Huuuuge Tip! CD Edition. Where the bells begin, everything else follows. Long before Charlemagne Palestine discovered the thick molasses sonority of the Bösendorfer piano, before the strumming technique that would define his maximalist-minimalist vision, there were bells. Colossal carillon bells in the tower of St. Thomas Church on Fifth Avenue in New York, where a teenage Palestine hammered hymns into the Manhattan sky before spending hours lost in spectral improvisations that drew Moondog, Tony Conrad, and members of the Velvet Underground to witness sonic ritual becoming physical architecture.
415 Steppsss to DingggDonggg Paradise documents Palestine's October 2017 return to the source – a live carillon performance on the bells of St. Rumbold's Cathedral in Mechelen, Belgium, recorded during the Dodonaeus Festival. Here is Palestine applying decades of strumming practice to the instrument that started it all, transforming the cathedral's carillon into a slowly unfolding organism of layered resonances, ringing overtones, and meditative intensity that floods the medieval city centre of Mechelen with sound.
This is not music of precision or restraint. This is Charlemagne bringing the sensibility of a body artist to bronze and iron, staging a vigorously muscular, physically demanding performance where the line between player and instrument dissolves into pure sonic immersion. Each strike creates cascading harmonics that cling and shimmer in the air – a perpetual rise in a continuum of sound, as maximalist composer Ingram Marshall once described Palestine's technique. The carillon becomes sculptural, the bells breathing with the same life Palestine coaxed from pianos, organs, and synthesizers across five decades of uncompromising work.

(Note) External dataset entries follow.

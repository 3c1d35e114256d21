use rust_decimal::Decimal;
use serde::{Deserialize, Serialize};

use crate::error::PropertyFinanceError;
use crate::types::{require_non_negative, Money};
use crate::PropertyFinanceResult;

/// Net flows for periods 1..=horizon.
#[derive(Debug, Clone, PartialEq, Serialize, Deserialize)]
#[serde(rename_all = "snake_case")]
pub enum PeriodicFlows {
    /// The same net flow every period
    Constant(Money),
    /// One explicit net flow per period (rent escalation, irregular capex, ...)
    Schedule(Vec<Money>),
}

/// Signed cash flows for periods 0..=N.
///
/// Index 0 is the initial flow, negative for an outlay. The series cannot be
/// modified after construction.
#[derive(Debug, Clone, PartialEq, Serialize, Deserialize)]
#[serde(try_from = "Vec<Money>", into = "Vec<Money>")]
pub struct CashFlowSeries {
    flows: Vec<Money>,
}

impl CashFlowSeries {
    /// `[-initial_outlay, p_1, ..., p_horizon]`.
    pub fn project(
        initial_outlay: Money,
        periodic: &PeriodicFlows,
        horizon: u32,
    ) -> PropertyFinanceResult<Self> {
        require_non_negative("initial_outlay", initial_outlay)?;
        require_horizon(horizon)?;

        let mut flows = Vec::with_capacity(horizon as usize + 1);
        flows.push(-initial_outlay);
        match periodic {
            PeriodicFlows::Constant(amount) => {
                flows.extend(std::iter::repeat(*amount).take(horizon as usize));
            }
            PeriodicFlows::Schedule(amounts) => {
                if amounts.len() != horizon as usize {
                    return Err(PropertyFinanceError::invalid(
                        "periodic",
                        format!(
                            "schedule has {} flows but the horizon is {horizon} periods",
                            amounts.len()
                        ),
                    ));
                }
                flows.extend_from_slice(amounts);
            }
        }

        Ok(CashFlowSeries { flows })
    }

    /// Build the periodic flows from a generator called with t = 1..=horizon.
    pub fn from_fn<F>(initial_outlay: Money, horizon: u32, mut generator: F) -> PropertyFinanceResult<Self>
    where
        F: FnMut(u32) -> Money,
    {
        let schedule = (1..=horizon).map(&mut generator).collect();
        Self::project(initial_outlay, &PeriodicFlows::Schedule(schedule), horizon)
    }

    /// Wrap an already-signed series.
    pub fn from_signed(flows: Vec<Money>) -> PropertyFinanceResult<Self> {
        if flows.is_empty() {
            return Err(PropertyFinanceError::InsufficientData(
                "cash flow series needs at least the period-0 flow".into(),
            ));
        }
        Ok(CashFlowSeries { flows })
    }

    pub fn flows(&self) -> &[Money] {
        &self.flows
    }

    /// Signed period-0 flow.
    pub fn initial(&self) -> Money {
        self.flows[0]
    }

    /// Flows for periods 1..=N.
    pub fn periodic(&self) -> &[Money] {
        &self.flows[1..]
    }

    /// Number of periods after period 0.
    pub fn horizon(&self) -> u32 {
        (self.flows.len() - 1) as u32
    }

    /// Undiscounted sum of every flow.
    pub fn total(&self) -> Money {
        self.flows.iter().copied().sum()
    }

    /// Sum of the positive periodic flows (cash actually distributed).
    pub fn distributed(&self) -> Money {
        self.periodic()
            .iter()
            .filter(|cf| **cf > Decimal::ZERO)
            .copied()
            .sum()
    }

    /// Running sum, same length as the series.
    pub fn cumulative(&self) -> Vec<Money> {
        self.flows
            .iter()
            .scan(Decimal::ZERO, |acc, cf| {
                *acc += *cf;
                Some(*acc)
            })
            .collect()
    }

    /// First period whose cumulative flow is strictly positive.
    pub fn payback_period(&self) -> Option<u32> {
        self.cumulative()
            .iter()
            .position(|c| *c > Decimal::ZERO)
            .map(|i| i as u32)
    }
}

impl TryFrom<Vec<Money>> for CashFlowSeries {
    type Error = PropertyFinanceError;

    fn try_from(flows: Vec<Money>) -> Result<Self, Self::Error> {
        Self::from_signed(flows)
    }
}

impl From<CashFlowSeries> for Vec<Money> {
    fn from(series: CashFlowSeries) -> Self {
        series.flows
    }
}

impl AsRef<[Money]> for CashFlowSeries {
    fn as_ref(&self) -> &[Money] {
        &self.flows
    }
}

fn require_horizon(horizon: u32) -> PropertyFinanceResult<()> {
    if horizon == 0 {
        return Err(PropertyFinanceError::invalid(
            "horizon",
            "Horizon must be at least 1 period",
        ));
    }
    Ok(())
}
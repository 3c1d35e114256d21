pub mod investment;
pub mod monthly;
pub mod rental;
pub mod returns;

Where minimalists sought mathematical elegance, Palestine pursued something more primal: the intensity of listening, the physical relationship between body and instrument, the ritual transformation of space through sustained sonic assault. 415 Steppsss to DingggDonggg Paradise captures that original vision in its purest form – bells ringing across centuries-old stone, harmonics multiplying into hallucinatory density, the ancient technology of the carillon reimagined as avant-garde immersion.